The 5 Second Rule, by Mel Robbins.  I’ll be honest, this was another find on my quest for all things anxiety help last summer.  I didn’t find out about this book until last fall when I had come across something of Mel’s on You Tube.  I, again, like many times, fell down the rabbit hole of listening to her Ted Talk on the 5 Second Rule, then going on to listen to her give interviews with several personal growth gurus and before I knew it, I was following her on social, subscribed to her You Tube channel, ordering her book and listening to her morning coffee talks.  The book is not all about how to get past anxiety.  It’s about learning how to change your brain’s thoughts.  We can retrain our brain, ya know?  It’s about developing habits and staying consistent and doing them anyway even when you don’t.  You hate working out, welp, 5-4-3-2-1- DO IT ANYWAY.  You can apply this teaching to basically any situation in life.  It takes work.  Don’t let the simple concept fool you…because trust me, I’m still working on it.  I have a long way to go before my brain adjusts to accept different thought.  Here’s something to take away though, Mel is one smart woman.  She is a lawyer and is one of the most sought after speakers in North America.  All of her research is backed by science, generally from Harvard or Yale studies and she is hilarious!  Also, she’s a busy mom with an even busier life that still manages to be present and open to new thoughts and ideas.  And yes, she’s an anxiety sufferer as well, but has self taught her way around it.  It’s a great read guys, you should definitely check it out!

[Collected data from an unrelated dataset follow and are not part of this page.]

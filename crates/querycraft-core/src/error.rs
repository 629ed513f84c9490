//! Error types for the serialized-record boundary
//!
//! Model mutators and the transformation dispatcher are total and never
//! return these. They only surface when parsing or strictly validating
//! records that come from outside the process.

/// Query model error types
#[derive(Debug, thiserror::Error)]
pub enum QueryModelError {
    #[error("Parse error: {0}")]
    Parse(String),

    #[error("Serialize error: {0}")]
    Serialize(String),

    #[error("Invalid transformation spec: {0}")]
    InvalidTransformationSpec(String),

    #[error("Unknown transformation type '{kind}' at position {index}")]
    UnknownTransformationKind { index: usize, kind: String },
}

Well, there ya have it!  My top reads!  I really hope you will hit up your local library or Target, or hop on Amazon to give these books some love.  I have several others that I have read that are definitely some awesome reads, so I may include them next time.  As you can see, I’m not a big fiction reader.  I really don’t have an answer for why that is.  Maybe because what little time I can devote to reading, I want to read about ways to make my life the best it can be?  That sounds right.

(Side note: I’m 100% positive that Rachel Hollis’ new book Girl, Stop Apologizing will be on the next list, but I just haven’t finished it yet.)

I hope you all have a great day and if you have read any of these books, drop me a note and let me know what you thought of them!!



Life With OCD in the Winter

Yes, this is similar to this post.  The difference is that this post deals with how winter effects my OCD.  How is that different?  Well, simply put, because more people are sick in the winter.  Since I have contamination OCD, the months of December, January, February and even half of March are brutal for me.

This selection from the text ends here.